22 Jan 2009 at 9:22 pm [Comment permalink]

Ah....

x^0=1 because of the rule x^s divided by x^t = x^(s-t)

If s is larger than t, we have more x in the numerator, so with canceling all of the common x's we are left with (s-t) in the numerator.

For example: x^5 divided by x^3 we have (x*x*x*x*x) divided by (x*x*x) so we can cancel three of the x's in the numerator and three in the denominator (because x divided by x = 1)

leaving two x's remaining, and therefore x^2

But if we have the same number of x's in numerator and denominator then we can cancel all of them - or divide all of them leaving 1*1*1*1... which is clearly 1.

It is not convention that makes this true. It is what follows from the basic laws of algebra.

x^0= 1 is not a convention, it is a consequence.

22 Jan 2009 at 9:28 pm [Comment permalink]

Thanks, Susan

But if x = 0, we *cannot* divide as you are suggesting, because dividing by 0 (or any power of 0) is undefined.

23 Jan 2009 at 6:55 am [Comment permalink]

Exactly!

0^0 is not a conundrum it is an impossibility!

Because dividing by 0 doesn't make sense!

When I teach dividing by 0 as impossible, I say to my students -

Suppose there are 20 students in class and I brought in 40 donuts how many would each student get? They say easy - 2 because 40/20=2

So I say on a day like today, when I bring 0 donuts to divide up, how many do the 20 students get, and logically the answer is none because 0/20=0

Ah but if I show up for class and none of my students show up, then what do I do? I can't dive my 20 donuts up between 0 students! It's impossible. Plus - if none of them show up, they're in big trouble!

It's those little math stories that help what seems mystical and tricky just seem common sense!

24 Jan 2009 at 3:49 am [Comment permalink]

Nice one Susan, I like the way you interpret it. I am not Math teacher myself but such math questions always intrigue me. A quick question to both you and Zac. Are there any significantly known patterns in Prime numbers. I worked with a Prof for some time in college on that for a little time, but never had time to see it through..

25 Jan 2009 at 9:11 am [Comment permalink]

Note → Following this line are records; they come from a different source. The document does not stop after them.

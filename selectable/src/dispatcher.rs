//! Notification dispatcher.
//!
//! Wraps [`PubSub`] with the dual-dispatch convention: before a notification
//! is broadcast, the handler registered in the emitting component's local
//! slot for that kind (see [`EventKind::handler`]) is invoked with the same
//! notification.

use std::collections::HashMap;

use log::{debug, trace};

use crate::event::{Handler, Notification, handler_name};
use crate::id::{Source, SubscriptionId};
use crate::pubsub::{Callback, PubSub};

/// Local handlers plus the subscriber bus.
#[derive(Default)]
pub struct Dispatcher {
    bus: PubSub,
    handlers: HashMap<(Source, Handler), Callback>,
}

impl Dispatcher {
    pub fn new() -> Self {
        Self::default()
    }

    /// Install the local handler for `slot` on `source`.
    ///
    /// Returns true if an existing handler was replaced.
    pub fn set_handler<F>(&mut self, source: Source, slot: Handler, callback: F) -> bool
    where
        F: FnMut(&Notification) + 'static,
    {
        self.handlers
            .insert((source, slot), Box::new(callback))
            .is_some()
    }

    /// Remove the local handler for `slot` on `source`.
    pub fn clear_handler(&mut self, source: Source, slot: Handler) -> bool {
        self.handlers.remove(&(source, slot)).is_some()
    }

    /// Check whether `source` defines a handler for `slot`.
    pub fn has_handler(&self, source: Source, slot: Handler) -> bool {
        self.handlers.contains_key(&(source, slot))
    }

    pub fn subscribe<F>(
        &mut self,
        source: Source,
        name: impl Into<String>,
        callback: F,
    ) -> SubscriptionId
    where
        F: FnMut(&Notification) + 'static,
    {
        self.bus.subscribe(source, name, callback)
    }

    pub fn unsubscribe(&mut self, id: SubscriptionId) -> bool {
        self.bus.unsubscribe(id)
    }

    pub fn subscriber_count(&self, source: Source) -> usize {
        self.bus.subscriber_count(source)
    }

    /// Invoke the local handler, then broadcast.
    pub fn emit(&mut self, notification: Notification) {
        debug!("{}", notification);
        let source = notification.source;
        if let Some(handler) = self
            .handlers
            .get_mut(&(source, notification.kind.handler()))
        {
            handler(&notification);
        }
        self.bus
            .notify(source, notification.kind.name(), &notification);
    }

    /// Broadcast on an internal channel name. Local handlers are never invoked.
    pub fn emit_internal(&mut self, name: &str, notification: &Notification) {
        debug_assert!(handler_name(name).is_none(), "'{}' is not internal", name);
        trace!("{} {}", notification.source, name);
        self.bus.notify(notification.source, name, notification);
    }

    /// Drop every subscription and handler of `source`.
    pub fn release(&mut self, source: Source) -> usize {
        let before = self.handlers.len();
        self.handlers.retain(|(s, _), _| *s != source);
        (before - self.handlers.len()) + self.bus.unsubscribe_source(source)
    }
}

impl std::fmt::Debug for Dispatcher {
    fn fmt(&self, f: &mut std::fmt::Formatter<'_>) -> std::fmt::Result {
        f.debug_struct("Dispatcher")
            .field("bus", &self.bus)
            .field("handlers", &self.handlers.len())
            .finish()
    }
}
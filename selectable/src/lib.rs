//! Selection-state synchronization for collections of addressable items.
//!
//! An item carries a selected flag; hosts track which of their members are
//! selected, either one at a time ([`HostKind::Single`]) or as a set
//! ([`HostKind::Multi`]). Selecting or deselecting through an item or a host
//! propagates synchronously to every counterpart, so the item's flag and
//! every host's view agree once the call returns, including when an item is
//! shared by several hosts.
//!
//! Structural changes to a host's backing collection (add, remove, reset) are
//! reconciled through the same protocol.
//!
//! # Notifications
//!
//! Each settled change emits a notification (see [`EventKind`]). The
//! emitting component's local [`Handler`] runs first, then subscribers.
//!
//! ```
//! use std::cell::RefCell;
//! use std::rc::Rc;
//!
//! use selectable::prelude::*;
//!
//! let mut engine = Engine::new();
//! let host = engine.single_host();
//! let item = engine.create_item();
//! engine.add(host, item).unwrap();
//!
//! let seen = Rc::new(RefCell::new(Vec::new()));
//! let log = seen.clone();
//! engine
//!     .subscribe_kind(host, EventKind::SelectOne, move |n| log.borrow_mut().push(n.item()))
//!     .unwrap();
//!
//! engine.select_item(item).unwrap();
//! assert_eq!(*seen.borrow(), vec![Some(item)]);
//! ```

pub mod collection;
pub mod context;
pub mod dispatcher;
pub mod engine;
pub mod error;
pub mod event;
pub mod host;
pub mod id;
pub mod item;
pub mod options;
pub mod pubsub;

mod reconcile;

pub use collection::{CollectionChange, ItemCollection};
pub use engine::Engine;
pub use error::{InvariantViolation, SelectError};
pub use event::{EventKind, Handler, Notification, Payload, SelectionDiff};
pub use host::{Host, HostConfig, HostKind};
pub use id::{HostId, ItemId, Source, SubscriptionId};
pub use item::{Item, Membership};
pub use options::{ExternalEvent, SelectOptions};

pub mod prelude {
    pub use crate::engine::Engine;
    pub use crate::error::SelectError;
    pub use crate::event::{EventKind, Handler, Notification, Payload, SelectionDiff};
    pub use crate::host::{HostConfig, HostKind};
    pub use crate::id::{HostId, ItemId, Source};
    pub use crate::options::{ExternalEvent, SelectOptions};
}
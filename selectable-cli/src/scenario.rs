//! Canned walkthroughs that print every notification the engine emits.

use clap::ValueEnum;
use log::{info, warn};
use selectable::prelude::*;

use crate::CliError;

#[derive(Debug, Clone, Copy, PartialEq, Eq, ValueEnum)]
pub enum Scenario {
    Single,
    Multi,
    Shared,
    Reset,
    All,
}

#[derive(Debug, Clone, Copy, PartialEq, Eq)]
pub enum Output {
    Text,
    Json,
}

impl Scenario {
    pub fn expand(self) -> Vec<Scenario> {
        match self {
            Scenario::All => vec![
                Scenario::Single,
                Scenario::Multi,
                Scenario::Shared,
                Scenario::Reset,
            ],
            one => vec![one],
        }
    }

    fn name(self) -> &'static str {
        match self {
            Scenario::Single => "single",
            Scenario::Multi => "multi",
            Scenario::Shared => "shared",
            Scenario::Reset => "reset",
            Scenario::All => "all",
        }
    }

    pub fn run(self, output: Output) -> Result<(), CliError> {
        let mut script = Script::new(output);
        script.heading(self.name());
        match self {
            Scenario::Single => single(&mut script)?,
            Scenario::Multi => multi(&mut script)?,
            Scenario::Shared => shared(&mut script)?,
            Scenario::Reset => reset(&mut script)?,
            Scenario::All => {
                for scenario in self.expand() {
                    scenario.run(output)?;
                }
            }
        }
        script.engine.check_invariants()?;
        Ok(())
    }
}

/// An engine whose notifications are printed as they happen.
struct Script {
    engine: Engine,
    output: Output,
}

impl Script {
    fn new(output: Output) -> Self {
        Self {
            engine: Engine::new(),
            output,
        }
    }

    fn heading(&self, name: &str) {
        info!("scenario {name}");
        if self.output == Output::Text {
            println!("== {name} ==");
        }
    }

    fn watch(&mut self, source: impl Into<Source>) -> Result<(), CliError> {
        let output = self.output;
        self.engine.subscribe_all(source, move |n| print(output, n))?;
        Ok(())
    }

    fn item(&mut self) -> Result<ItemId, CliError> {
        let item = self.engine.create_item();
        self.watch(item)?;
        Ok(item)
    }

    fn host(&mut self, config: HostConfig) -> Result<HostId, CliError> {
        let host = self.engine.create_host(config);
        self.watch(host)?;
        Ok(host)
    }

    fn step<F>(&mut self, label: &str, op: F) -> Result<(), CliError>
    where
        F: FnOnce(&mut Engine) -> Result<(), SelectError>,
    {
        info!("> {label}");
        if self.output == Output::Text {
            println!("> {label}");
        }
        op(&mut self.engine)?;
        Ok(())
    }
}

fn print(output: Output, notification: &Notification) {
    match output {
        Output::Text => println!("  {notification}"),
        Output::Json => match serde_json::to_string(notification) {
            Ok(line) => println!("{line}"),
            Err(e) => warn!("failed to encode {}: {}", notification.kind, e),
        },
    }
}

fn single(script: &mut Script) -> Result<(), CliError> {
    let host = script.host(HostConfig::single().label("colors"))?;
    let red = script.item()?;
    let green = script.item()?;
    for item in [red, green] {
        script.engine.add(host, item)?;
    }

    script.step("select red through the host", |e| e.select(host, red))?;
    script.step("select green through the host", |e| e.select(host, green))?;
    script.step("select green again", |e| e.select_item(green))?;
    script.step("deselect green", |e| e.deselect(host, green))
}

fn multi(script: &mut Script) -> Result<(), CliError> {
    let host = script.host(HostConfig::multi().label("files"))?;
    let mut files = Vec::new();
    for _ in 0..3 {
        let file = script.item()?;
        script.engine.add(host, file)?;
        files.push(file);
    }

    script.step("select the first file", |e| e.select(host, files[0]))?;
    script.step("select all", |e| e.select_all(host))?;
    script.step("deselect the second file", |e| e.deselect_item(files[1]))?;
    script.step("toggle select all", |e| e.toggle_select_all(host))?;
    script.step("toggle select all", |e| e.toggle_select_all(host))
}

fn shared(script: &mut Script) -> Result<(), CliError> {
    let focus = script.host(HostConfig::single().label("focus"))?;
    let marked = script.host(HostConfig::multi().label("marked"))?;
    let x = script.item()?;
    let y = script.item()?;
    for host in [focus, marked] {
        script.engine.add(host, x)?;
        script.engine.add(host, y)?;
    }

    script.step("select x in the multi-pick host", |e| e.select(marked, x))?;
    script.step("select all in the multi-pick host", |e| e.select_all(marked))?;
    script.step("deselect y in the single-pick host", |e| e.deselect(focus, y))
}

fn reset(script: &mut Script) -> Result<(), CliError> {
    let list = script.host(HostConfig::multi().label("list"))?;
    let old = script.item()?;
    script.engine.add(list, old)?;
    script.engine.select(list, old)?;

    let fresh = [script.item()?, script.item()?, script.item()?];
    script.engine.select_item(fresh[0])?;
    script.engine.select_item(fresh[2])?;
    script.step("reset the multi-pick host", |e| e.reset(list, fresh))?;

    let pick = script.host(HostConfig::single().label("pick"))?;
    script.step("reset the single-pick host", |e| e.reset(pick, fresh))?;
    script.step("remove the kept item", |e| e.remove(pick, fresh[2]))
}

I personally don't think that stories and common sense are a way to decide something in math. Complex numbers don't make sense or fit any story but they are valid nonetheless.

A different way to approach this problem is using L'Hopital's rule: lim x->0 of x^x = y

take the natural log of both sides:

lim x->0 x ln x = ln y

lim x->0 lnx/(x^-1) = lim x->0 (1/x)/(-x^-2) = lim x->0 -x = 0 = ln y

y = 1 = lim x->0 x^x

25 Jan 2009 at 1:43 pm [Comment permalink]

hi Eman

the way u interpret the result is great

but i am a little confused about the step(2nd last)

lim x->0 lnx/(x^-1) = lim x->0 (1/x)/(-x^-2) = lim x->0 -x = 0 = ln y

can u kindly simply brief it again..............

thanks a lot.

25 Jan 2009 at 3:23 pm [Comment permalink]

Hi Zac,

Thanks for posting this intriguing conundrum. It is interesting to consider why most mathematicians use 0^0=1 as well as whether or not the possibility of alternative choices represents a breakdown of consistency in mathematics.

The argument that 0^3=0,0^2=0,0^1=0 (etc) imply 0^0=0 does, at first, seem just as convincing as the other one, but actually it is a bit "one-sided", since one could just as well say 0^(-3) is undefined (or "infinite" if you like to put it that way) and ditto for 0^(-2), 0^(-1), etc, so why shouldn't the same be true for 0^(-0) (which is of course the same as 0^0)?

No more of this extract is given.